We are down to about 6000 empty category entries at this point. The column for Amateur_Built may enable us to remove a number of unneeded rows.

In [None]:
# show the amateur_built value_counts for the empty category entries
df[df['Aircraft_Category'].isna()]['Amateur_Built'].value_counts(dropna=False)

So we can drop the almost 4000 rows that are listed as Amateur_Built

In [None]:
df = df.drop(df[(df['Amateur_Built'] == 'Yes') & (df['Aircraft_Category'].isna())].index)

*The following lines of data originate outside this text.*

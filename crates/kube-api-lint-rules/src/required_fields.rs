//! Rule checking serialization of required fields.
//!
//! Required fields follow the same tag and pointer logic as optional
//! ones, except that a pointer is only asked for when the zero value is a
//! valid choice: otherwise validation already rejects an unset field.
//!
//! # Configuration
//!
//! `[linters.requiredfields.pointers] policy`, `[linters.requiredfields.omitempty] policy`
//! and `[linters.requiredfields.omitzero] policy`, as for optional fields.

use crate::serialization::{self, Settings};
use kube_api_lint_core::linters::{PointerPreference, RequiredFieldsConfig};
use kube_api_lint_core::{DeclContext, DeclKind, Diagnostic, Rule};

/// Rule code for required-fields.
pub const CODE: &str = "KAL023";

/// Rule name for required-fields.
pub const NAME: &str = "required-fields";

/// Checks tags and pointers of fields marked required.
#[derive(Debug, Clone, Copy, Default)]
pub struct RequiredFields {
    /// Policies.
    pub config: RequiredFieldsConfig,
}

impl RequiredFields {
    /// Creates a new rule with default policies.
    #[must_use]
    pub fn new() -> Self {
        Self::default()
    }

    /// Sets the policies.
    #[must_use]
    pub fn config(mut self, config: RequiredFieldsConfig) -> Self {
        self.config = config;
        self
    }
}

impl Rule for RequiredFields {
    fn name(&self) -> &'static str {
        NAME
    }

    fn code(&self) -> &'static str {
        CODE
    }

    fn description(&self) -> &'static str {
        "Required fields must serialize unambiguously"
    }

    fn applies_to(&self, kind: DeclKind) -> bool {
        kind == DeclKind::Field
    }

    fn check(&self, ctx: &DeclContext<'_, '_>) -> Vec<Diagnostic> {
        if !ctx.markers.is_required() {
            return Vec::new();
        }
        serialization::check(
            CODE,
            NAME,
            ctx,
            Settings {
                preference: PointerPreference::WhenRequired,
                pointer_policy: self.config.pointer_policy,
                omitempty: self.config.omitempty,
                omitzero: self.config.omitzero,
            },
        )
    }
}

#[cfg(test)]
mod tests {
    use super::*;
    use crate::testing::{messages, run};
    use kube_api_lint_core::linters::OmitEmptyPolicy;
    use kube_api_lint_core::{FieldDecl, Package, TypeDecl, TypeExpr};

    fn required(name: &str, ty: TypeExpr, docs: &[&str]) -> FieldDecl {
        let mut lines = vec!["// +required"];
        lines.extend_from_slice(docs);
        FieldDecl::new(name, ty).doc(&lines)
    }

    #[test]
    fn test_bounded_values_need_no_pointer() {
        let pkg = Package::new("p").with_type(TypeDecl::structure(
            "WidgetSpec",
            vec![required(
                "Replicas",
                TypeExpr::named("int32"),
                &["// +kubebuilder:validation:Minimum=1", "// +kubebuilder:validation:Maximum=10"],
            )
            .json("replicas,omitempty")],
        ));
        assert!(run(RequiredFields::new(), pkg).is_empty());
    }

    #[test]
    fn test_valid_zero_values() {
        let pkg = Package::new("p").with_type(TypeDecl::structure(
            "WidgetSpec",
            vec![
                required("Name", TypeExpr::named("string"), &["// +kubebuilder:validation:MinLength=0"])
                    .at("types.go", 4)
                    .json("name,omitempty"),
                required("Count", TypeExpr::named("int32"), &[])
                    .at("types.go", 6)
                    .json("count"),
            ],
        ));
        assert_eq!(
            messages(&run(RequiredFields::new(), pkg.clone())),
            vec![
                "field Name has a valid zero value (\"\") and should be a pointer.",
                "field Count should have the omitempty tag.",
                "field Count has a valid zero value (0), but the validation is not complete (e.g. minimum length). The field should be a pointer to allow the zero value to be set. If the zero value is not a valid use case, complete the validation and remove the pointer.",
            ]
        );

        let ignore = RequiredFieldsConfig {
            omitempty: OmitEmptyPolicy::Ignore,
            ..RequiredFieldsConfig::default()
        };
        assert_eq!(run(RequiredFields::new().config(ignore), pkg).len(), 2);
    }
}
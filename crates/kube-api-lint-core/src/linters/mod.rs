//! Settings of the configurable rules, from the `[linters]` table.
//!
//! # Architecture
//!
//! ```text
//! TOML text
//!   ↓ serde (DTO layer)
//! config_dto types
//!   ↓ validate + convert
//! LintersConfig (validated model)
//!   ↓ rules read their section
//! ```

pub mod config_dto;
pub mod loader;
pub mod model;

pub use loader::LoadError;
pub use model::{
    ConditionsConfig, ConditionsPolicy, ConflictSet, Dependency, FirstFieldPolicy, FixPolicy,
    JsonTagPattern, LintersConfig, MarkerScopeConfig, ModelError, NamingConvention,
    NamingOperation, NoMapsPolicy, NoReferencesPolicy, NumericBounds, OmitEmptyPolicy,
    OmitZeroPolicy, OptionalFieldsConfig, OptionalOrRequiredConfig, PointerPreference,
    RequiredFieldsConfig, UniqueMarker,
};
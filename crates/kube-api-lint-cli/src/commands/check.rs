//! Check command implementation.

use anyhow::{Context, Result};
use kube_api_lint_core::{Analyzer, Config, RuleBox, Snapshot};
use kube_api_lint_rules::{all_rules_with, rules_from_config};
use std::path::Path;

use crate::config_resolver::ConfigSource;
use crate::OutputFormat;

/// Command-line settings of a check run.
#[derive(Debug, Default)]
pub struct CheckOptions {
    /// Output format.
    pub format: OutputFormat,
    /// Preset overriding the configured one.
    pub preset: Option<String>,
    /// Comma-separated rule names or codes.
    pub rules: Option<String>,
    /// Extra exclude patterns.
    pub exclude: Vec<String>,
}

/// Runs the check command.
pub fn run(snapshot_path: &Path, options: &CheckOptions, source: &ConfigSource) -> Result<()> {
    let mut config = load_config(source)?;
    if let Some(preset) = &options.preset {
        config.preset = Some(preset.clone());
    }

    let snapshot = load_snapshot(snapshot_path)?;

    let rules = match &options.rules {
        Some(filter) => {
            let names: Vec<&str> = filter.split(',').map(str::trim).collect();
            filter_rules(&config, &names)
        }
        None => rules_from_config(&config).context("Failed to resolve rule preset")?,
    };

    let analyzer = options
        .exclude
        .iter()
        .fold(
            Analyzer::builder().snapshot(snapshot).rules(rules).config(config),
            |builder, pattern| builder.exclude(pattern.clone()),
        )
        .build()
        .context("Failed to build analyzer")?;

    tracing::info!(
        "Analyzing {} with {} rules",
        snapshot_path.display(),
        analyzer.rule_count()
    );

    let result = analyzer.analyze();

    super::output::print(&result, options.format)?;

    if result.has_issues() {
        std::process::exit(1);
    }

    Ok(())
}

fn load_config(source: &ConfigSource) -> Result<Config> {
    let Some(path) = source.path() else {
        return Ok(Config::default());
    };
    if source.is_global() {
        tracing::info!("Using global config: {}", path.display());
    } else {
        tracing::debug!("Using config: {}", path.display());
    }
    Config::from_file(path).with_context(|| format!("Failed to load config: {}", path.display()))
}

/// Reads a declaration snapshot from a JSON file.
fn load_snapshot(path: &Path) -> Result<Snapshot> {
    let content = std::fs::read_to_string(path)
        .with_context(|| format!("Failed to read snapshot: {}", path.display()))?;
    serde_json::from_str(&content)
        .with_context(|| format!("Failed to parse snapshot: {}", path.display()))
}

/// Selects rules by name or code, keeping the registry order.
fn filter_rules(config: &Config, names: &[&str]) -> Vec<RuleBox> {
    for name in names {
        let known = kube_api_lint_rules::RULE_NAMES
            .iter()
            .any(|(code, rule)| code == name || rule == name);
        if !known {
            tracing::warn!("Unknown rule: {}", name);
        }
    }

    all_rules_with(&config.linters)
        .into_iter()
        .filter(|rule| names.contains(&rule.name()) || names.contains(&rule.code()))
        .collect()
}

#[cfg(test)]
mod tests {
    use super::*;
    use std::fs;
    use tempfile::TempDir;

    #[test]
    fn filter_accepts_names_and_codes() {
        let rules = filter_rules(&Config::default(), &["KAL020", "json-tags", "bogus"]);
        let names: Vec<&str> = rules.iter().map(|r| r.name()).collect();
        assert_eq!(names, vec!["json-tags", "numeric-bounds"]);
    }

    #[test]
    fn snapshot_is_read_from_disk() {
        let tmp = TempDir::new().unwrap();
        let path = tmp.path().join("snapshot.json");
        fs::write(
            &path,
            r#"{"packages": [{"path": "example.com/api/v1", "types": [], "constants": []}]}"#,
        )
        .unwrap();

        let snapshot = load_snapshot(&path).unwrap();
        assert_eq!(snapshot.packages.len(), 1);
        assert_eq!(snapshot.packages[0].path, "example.com/api/v1");
    }

    #[test]
    fn malformed_snapshot_is_an_error() {
        let tmp = TempDir::new().unwrap();
        let path = tmp.path().join("snapshot.json");
        fs::write(&path, "{ not json").unwrap();

        let err = load_snapshot(&path).unwrap_err();
        assert!(err.to_string().starts_with("Failed to parse snapshot"));
        assert!(load_snapshot(&tmp.path().join("missing.json")).is_err());
    }

    #[test]
    fn invalid_config_is_fatal() {
        let tmp = TempDir::new().unwrap();
        let path = tmp.path().join("kube-api-lint.toml");
        fs::write(&path, "[linters.jsontags]\njson_tag_regex = \"(\"\n").unwrap();

        let err = load_config(&ConfigSource::Project(path)).unwrap_err();
        assert!(err.to_string().starts_with("Failed to load config"));
        assert!(load_config(&ConfigSource::Default).is_ok());
    }
}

df[df['Aircraft_Category'].isna()]['Amateur_Built'].value_counts(dropna=False)

In [None]:
df[df['Aircraft_Category'].isna()]['Make'].value_counts().head(10)

In [None]:
df[df['Make'].str.lower().str.startswith('navi')].value_counts('Make')

In [None]:
df.loc[df['Make'].isin(['NAVION']),'Make'] = 'Navion'

df[df['Make'] == 'Navion'].value_counts('Aircraft_Category', dropna=False)

In [None]:
df.loc[df['Make'] == 'Navion', 'Aircraft_Category'] = 'Airplane'

df[df['Aircraft_Category'].isna()]['Make'].value_counts().head(10)

In [None]:
df[df['Make'].str.lower().str.startswith('euroc')].value_counts('Make')

In [None]:
df.loc[df['Make'].isin(['EUROCOPTER', 'Eurocopter France', 'EUROCOPTER DEUTSCHLAND GMBH', 'Eurocopter Deutschland', 'EUROCOPTER FRANCE',
                        'Eurocopter Deutsch', 'Eurocopter Deutschland Gmbh']),'Make'] = 'Eurocopter'

df[df['Make'] == 'Eurocopter'].value_counts('Aircraft_Category', dropna=False)

In [None]:
df[df['Make'].str.lower().str.startswith('lusc')].value_counts('Make')

In [None]:
df.loc[df['Make'].isin(['LUSCOMBE', 'Luscombe Silvaire Aircraft Co.']),'Make'] = 'Luscombe'

df[df['Make'] == 'Luscombe'].value_counts('Aircraft_Category', dropna=False)

In [None]:
df[df['Make'].str.lower().str.startswith('stins')].value_counts('Make')

In [None]:
df.loc[df['Make'].isin(['STINSON']),'Make'] = 'Stinson'

df[df['Make'] == 'Stinson'].value_counts('Aircraft_Category', dropna=False)

In [None]:
df[df['Make'].str.lower().str.startswith('soca')].value_counts('Make')

In [None]:
df.loc[df['Make'].isin(['SOCATA', 'Socata-Groupe Aerospatiale']),'Make'] = 'Socata'

df[df['Make'] == 'Socata'].value_counts('Aircraft_Category', dropna=False)

In [None]:
df[df['Make'].str.lower().str.startswith('britt')].value_counts('Make')

In [None]:
df.loc[df['Make'].isin(['Britten-norman', 'BRITTEN NORMAN', 'BRITTEN-NORMAN', 'Britten Norman']),'Make'] = 'Britten-Norman'

df[df['Make'] == 'Britten-Norman'].value_counts('Aircraft_Category', dropna=False)

In [None]:
df[df['Make'].str.lower().str.startswith('kama')].value_counts('Make')

In [None]:
df.loc[df['Make'].isin(['KAMAN', 'KAMAN AEROSPACE CORP']),'Make'] = 'Kaman'

df[df['Make'] == 'Kaman'].value_counts('Aircraft_Category', dropna=False)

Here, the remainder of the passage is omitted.